Ele diz o seguinte: Esse quadro tem, de fato, uma apresentação muito boa da luz. Mas não se pode confundir um dos componentes do quadro, que é a luz, com o todo. E se o quadro é muito forte do ponto de vista da luminosidade, significa que todos os demais elementos nos quais não há jogo de luzes são apenas comuns. Por exemplo, não se pode dizer que o prédio seja uma maravilha. Ele apenas é um casarão muito pitoresco. Mas a torre medieval é como qualquer outra, o jardim cercado pelo muro é semelhante a qualquer jardim; a forma dessas escadas ou o palácio vazado, ao fundo, todas essas coisas são muito comuns.

Percebe-se que o pintor quer apresentar algo, mas nada disso é muito expressivo, somente a luz o é, e até se poderia dizer que ela “devorou” o quadro inteiro. Perde-se a noção de conjunto quando um elemento “devora” os outros, visto que o conjunto sempre vale mais do que uma das partes. Portanto, esse quadro tem menos valor pelo fato de ressaltar apenas uma das partes e não a sua totalidade.

Claude Lorrain (CC3.0)

A pergunta que surge, então, é a seguinte: não será uma fraqueza de Lorrain representar as coisas de modo tão comum? Se ele fosse verdadeiramente um bom artista, seria capaz de fazer o resto também bom. Logo, Claude Lorrain é um pintor de segunda categoria.

Verdadeira noção de beleza num conjunto hierárquico

O primeiro princípio que propõe esse autor, e com o qual não concordo, é a noção de conjunto. É verdade que o conjunto vale mais do que as partes, mas não se pode tirar disso uma conclusão muito cartesiana, pois a beleza do todo pode ser realçada pela ação de um elemento eminente e simbólico.

Eu dou um exemplo concreto. A nau que ali aparece é uma caravela e, como tal, foi retratada como sendo uma construção marítima comum, com as velas características. A embarcação, na sua totalidade, forma um conjunto. Mas, de tal maneira a nau exprime a beleza daquele todo que, sendo ela muito mais bonita do que o conjunto, absorve a expressão simbólica deste e o realça. Em síntese, ela está inserida no conjunto, não é um elemento isolado.

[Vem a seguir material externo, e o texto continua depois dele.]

//! Configuration management and validation.
//!
//! Provides configuration structures for descriptor resolution and for the
//! concurrent processing of independent reports.

use crate::constants::{DEFAULT_MAX_CLOUD_LAYERS, MAX_CLOUD_LAYERS_LIMIT};
use crate::{Error, Result};
use serde::{Deserialize, Serialize};
use tracing::debug;

/// Settings that shape how observation records are folded into a report
#[derive(Debug, Clone, PartialEq, Eq, Serialize, Deserialize)]
pub struct ResolverConfig {
    /// Number of cloud layer groups held by each report
    pub max_cloud_layers: usize,

    /// Force h to the clear-sky state when it is unset and N reports no cloud
    pub infer_clear_sky_height: bool,

    /// Clear ww, W1 and W2 (and demote ix) when none of them is significant
    pub suppress_insignificant_weather: bool,
}

impl Default for ResolverConfig {
    fn default() -> Self {
        Self {
            max_cloud_layers: DEFAULT_MAX_CLOUD_LAYERS,
            infer_clear_sky_height: true,
            suppress_insignificant_weather: true,
        }
    }
}

impl ResolverConfig {
    /// Set the number of cloud layer groups
    pub fn with_max_cloud_layers(mut self, layers: usize) -> Self {
        self.max_cloud_layers = layers;
        self
    }

    /// Disable the clear-sky cloud base inference
    pub fn without_clear_sky_inference(mut self) -> Self {
        self.infer_clear_sky_height = false;
        self
    }

    /// Keep insignificant weather codes instead of omitting them
    pub fn keeping_insignificant_weather(mut self) -> Self {
        self.suppress_insignificant_weather = false;
        self
    }

    /// Validate resolver settings
    pub fn validate(&self) -> Result<()> {
        if self.max_cloud_layers == 0 || self.max_cloud_layers > MAX_CLOUD_LAYERS_LIMIT {
            return Err(Error::configuration(format!(
                "max_cloud_layers must be between 1 and {}, got {}",
                MAX_CLOUD_LAYERS_LIMIT, self.max_cloud_layers
            )));
        }
        Ok(())
    }
}

/// Settings for resolving batches of independent reports
#[derive(Debug, Clone, PartialEq, Eq, Serialize, Deserialize)]
pub struct PerformanceConfig {
    /// Maximum number of reports resolved at the same time
    pub parallel_workers: usize,
}

impl Default for PerformanceConfig {
    fn default() -> Self {
        Self {
            parallel_workers: num_cpus::get(),
        }
    }
}

impl PerformanceConfig {
    /// Validate performance settings
    pub fn validate(&self) -> Result<()> {
        if self.parallel_workers == 0 {
            return Err(Error::configuration(
                "parallel_workers must be at least 1",
            ));
        }
        Ok(())
    }
}

/// Top-level configuration
#[derive(Debug, Clone, Default, PartialEq, Eq, Serialize, Deserialize)]
pub struct Config {
    /// Descriptor resolution settings
    pub resolver: ResolverConfig,

    /// Batch processing settings
    pub performance: PerformanceConfig,
}

impl Config {
    /// Create configuration with custom resolver settings
    pub fn with_resolver(mut self, resolver: ResolverConfig) -> Self {
        self.resolver = resolver;
        self
    }

    /// Create configuration with custom worker count
    pub fn with_workers(mut self, workers: usize) -> Self {
        self.performance.parallel_workers = workers;
        self
    }

    /// Validate the complete configuration
    pub fn validate(&self) -> Result<()> {
        self.resolver.validate()?;
        self.performance.validate()?;
        debug!(
            "Configuration valid: {} cloud layers, {} workers",
            self.resolver.max_cloud_layers, self.performance.parallel_workers
        );
        Ok(())
    }
}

Donde acontece que, às vezes, quando num conjunto há um elemento excelente, o todo lucra até pelo fato de os outros elementos secundários ficarem um pouco negligenciados. Ora, isto não é absolutamente uma falta de senso do conjunto, mas uma excelência deste. É aplicação do princípio monárquico de forma a apresentar o todo enquanto personificado, simbolizado por um elemento capital.

Claude Lorrain (CC3.0)

De maneira que o princípio dado pelo autor italiano, de estar tudo sempre bem arranjadinho para se notar o conjunto, eu não contesto como regra geral, mas nego que não tenha suas exceções, e estas podem ser geniais. Eu acho que Lorrain abriu exatamente uma exceção na apresentação comum dos elementos, realizando de um modo especial a regra geral, e não a infringindo.

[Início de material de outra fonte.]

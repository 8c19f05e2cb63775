//! Command implementations for the SYNOP resolver CLI
//!
//! Each command is implemented in its own module; shared setup lives in
//! [`shared`].

pub mod resolve;
pub mod shared;

use crate::Result;
use crate::app::services::resolver::ResolutionStats;
use crate::cli::args::Commands;

/// Main command runner
///
/// Dispatches to the subcommand handler and returns the combined resolution
/// statistics of everything it processed.
pub async fn run(command: Commands) -> Result<ResolutionStats> {
    match command {
        Commands::Resolve(resolve_args) => resolve::run_resolve(resolve_args).await,
    }
}
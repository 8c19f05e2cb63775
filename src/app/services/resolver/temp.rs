//! First-level cloud data of upper-air reports
//!
//! TEMP part B section 8 repeats the surface cloud observation made at launch
//! time. It uses the same code tables as the SYNOP section 1 cloud fields but has
//! no layer groups, so records above the first level are ignored.

use super::clouds::{apply_cloud_type, cloud_amount_field};
use super::{Resolution, ResolutionStats};
use crate::app::models::temp::{TempCloudReport, TempSection};
use crate::app::models::{ObservationClass, ObservationRecord};
use crate::app::services::encoders::height_to_h;
use tracing::{debug, trace};

/// Stateful resolver for one TEMP section 8
#[derive(Debug, Default)]
pub struct TempCloudResolver {
    report: TempCloudReport,
    stats: ResolutionStats,
}

impl TempCloudResolver {
    pub fn new() -> Self {
        Self::default()
    }

    /// Resolve the next record of the sounding's sequence
    pub fn resolve(&mut self, record: &ObservationRecord) -> Resolution {
        let outcome = match record.class() {
            None => Resolution::UnknownCode,
            Some(_) if record.layer_index != 0 => Resolution::Ignored,
            Some(class) => self.resolve_class(class, record),
        };

        if outcome == Resolution::Applied {
            self.report.mark(TempSection::Clouds);
        }
        trace!("TEMP descriptor {} -> {:?}", record.code, outcome);
        self.stats.record(outcome);
        outcome
    }

    fn resolve_class(&mut self, class: ObservationClass, record: &ObservationRecord) -> Resolution {
        if !class.is_layered() {
            return Resolution::Ignored;
        }
        if !record.has_value() {
            return Resolution::Missing;
        }

        let written = match class {
            ObservationClass::CloudAmount => match cloud_amount_field(record.int_value) {
                Some(amount) => self.report.nh.fill(amount),
                None => {
                    debug!("Cloud amount value {} outside code table", record.int_value);
                    return Resolution::OutOfRange;
                }
            },
            ObservationClass::CloudType => {
                return apply_cloud_type(&mut self.report, record.int_value);
            }
            _ => self.report.h.fill(height_to_h(record.real_value)),
        };

        if written {
            Resolution::Applied
        } else {
            Resolution::SlotConflict
        }
    }

    pub fn report(&self) -> &TempCloudReport {
        &self.report
    }

    pub fn stats(&self) -> &ResolutionStats {
        &self.stats
    }

    /// Freeze the section and hand it off
    pub fn finish(self) -> (TempCloudReport, ResolutionStats) {
        (self.report, self.stats)
    }
}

Trata-se de um tal dégagé6, se quiserem até um négligé7 do excelente – tão seguro de si que não se apresenta retesado, mas com certa bonomia – que reforça a nota fundamental.

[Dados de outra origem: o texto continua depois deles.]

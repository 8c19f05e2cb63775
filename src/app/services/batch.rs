//! Concurrent resolution of independent reports
//!
//! Each subset folds into its own report on a blocking worker. Subsets share no
//! state, so the only coordination is the worker limit and re-assembling the
//! results in input order.

use crate::app::models::Subset;
use crate::app::services::resolver::{ResolutionStats, ResolvedReport, resolve_report};
use crate::config::Config;
use crate::{Error, Result};
use futures::stream::{self, StreamExt};
use std::sync::Arc;
use std::time::Instant;
use tokio::task;
use tracing::{debug, info};

/// One subset after resolution
#[derive(Debug, Clone)]
pub struct ResolvedSubset {
    pub id: String,
    pub resolved: ResolvedReport,
}

/// Reports of a batch, in input order, with combined counters
#[derive(Debug, Clone, Default)]
pub struct BatchResult {
    pub reports: Vec<ResolvedSubset>,
    pub stats: ResolutionStats,
}

impl BatchResult {
    pub fn len(&self) -> usize {
        self.reports.len()
    }

    pub fn is_empty(&self) -> bool {
        self.reports.is_empty()
    }
}

/// Resolve every subset with at most `parallel_workers` running at once
///
/// Fails only if the configuration is invalid or a worker task dies.
pub async fn resolve_batch(subsets: Vec<Subset>, config: &Config) -> Result<BatchResult> {
    config.validate()?;

    let workers = config.performance.parallel_workers;
    let resolver_config = Arc::new(config.resolver.clone());
    let start = Instant::now();
    info!(
        "Resolving {} subsets with {} workers",
        subsets.len(),
        workers
    );

    let outcomes: Vec<Result<ResolvedSubset>> = stream::iter(subsets)
        .map(|subset| {
            let resolver_config = Arc::clone(&resolver_config);
            async move {
                let id = subset.id.clone();
                task::spawn_blocking(move || {
                    let resolved = resolve_report(&subset.records, &resolver_config);
                    debug!("Subset {}: {}", subset.id, resolved.stats.summary());
                    ResolvedSubset {
                        id: subset.id,
                        resolved,
                    }
                })
                .await
                .map_err(|e| Error::task_join(format!("resolving subset '{}'", id), e))
            }
        })
        .buffered(workers)
        .collect()
        .await;

    let mut batch = BatchResult {
        reports: Vec::with_capacity(outcomes.len()),
        stats: ResolutionStats::new(),
    };
    for outcome in outcomes {
        let subset = outcome?;
        batch.stats.merge(&subset.resolved.stats);
        batch.reports.push(subset);
    }

    info!(
        "Resolved {} reports in {:.2?}: {}",
        batch.len(),
        start.elapsed(),
        batch.stats.summary()
    );
    Ok(batch)
}

#[cfg(test)]
mod tests {
    use super::*;
    use crate::app::models::{DescriptorCode, ObservationRecord};
    use crate::app::models::report::Section;

    fn subset(id: &str, seconds: i32, mm: f64) -> Subset {
        let mut subset = Subset::new(id);
        subset.push(
            ObservationRecord::new(DescriptorCode::element(13, 11), mm)
                .with_time_significance(seconds),
        );
        subset
    }

    #[tokio::test]
    async fn test_batch_preserves_input_order() {
        let subsets: Vec<_> = (0..20)
            .map(|i| subset(&format!("station-{i}"), -21600, i as f64))
            .collect();
        let config = Config::default().with_workers(4);

        let batch = resolve_batch(subsets, &config).await.unwrap();

        assert_eq!(batch.len(), 20);
        for (i, report) in batch.reports.iter().enumerate() {
            assert_eq!(report.id, format!("station-{i}"));
            let expected = format!("{:03}", i);
            assert_eq!(
                report.resolved.report.precipitation.synoptic.amount(),
                Some(expected.as_str())
            );
        }
    }

    #[tokio::test]
    async fn test_batch_reports_are_independent() {
        let subsets = vec![subset("a", -3600, 1.0), subset("b", -86400, 2.0)];

        let batch = resolve_batch(subsets, &Config::default()).await.unwrap();

        let first = &batch.reports[0].resolved.report;
        let second = &batch.reports[1].resolved.report;
        assert!(first.sections.contains(Section::HourlyPrecipitation));
        assert!(!first.sections.contains(Section::DailyPrecipitation));
        assert!(second.sections.contains(Section::DailyPrecipitation));
        assert!(!second.precipitation.hourly.is_occupied());
    }

    #[tokio::test]
    async fn test_batch_merges_stats() {
        let mut twice = subset("twice", -3600, 1.0);
        twice.push(
            ObservationRecord::new(DescriptorCode::element(13, 11), 1.0)
                .with_time_significance(-3600),
        );

        let batch = resolve_batch(vec![subset("once", -3600, 1.0), twice], &Config::default())
            .await
            .unwrap();

        assert_eq!(batch.stats.records, 3);
        assert_eq!(batch.stats.applied, 2);
        assert_eq!(batch.stats.slot_conflicts, 1);
    }

    #[tokio::test]
    async fn test_empty_batch() {
        let batch = resolve_batch(Vec::new(), &Config::default()).await.unwrap();
        assert!(batch.is_empty());
        assert_eq!(batch.stats.records, 0);
    }

    #[tokio::test]
    async fn test_invalid_config_rejected() {
        let config = Config::default().with_workers(0);
        let result = resolve_batch(vec![subset("a", -3600, 1.0)], &config).await;
        assert!(matches!(result, Err(Error::Configuration { .. })));
    }
}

A meu ver, nessa posição manifesta-se um requinte. Encontramos um exemplo desse requinte no quadro de Claude Lorrain, o qual confere aos elementos secundários uma possibilidade de beleza que eles não teriam sem a magnificência da luz. O resto ele negligencia, para realçar a luz.

(Extraído de conferência de 14/1/1977)

1) Ver Revista Dr. Plinio n. 280, p. 33-34.

2) Do francês: Rei Sol. Título dado a Luís XIV.

3) Do francês: Antigo Regime. Sistema social e político aristocrático em vigor na França entre os séculos XVI e XVIII.

4) Ferdinand Jean Marie Foch. Marechal francês comandante-em-Chefe das forças aliadas (*2/10/1851 – †20/3/1929).

5) Joseph Jacques Césaire Joffre. General francês (*12/1/1852 – †3/1/1931).

6) Do francês: descontraído, informal.

7) Do francês: negligenciado, descuidado.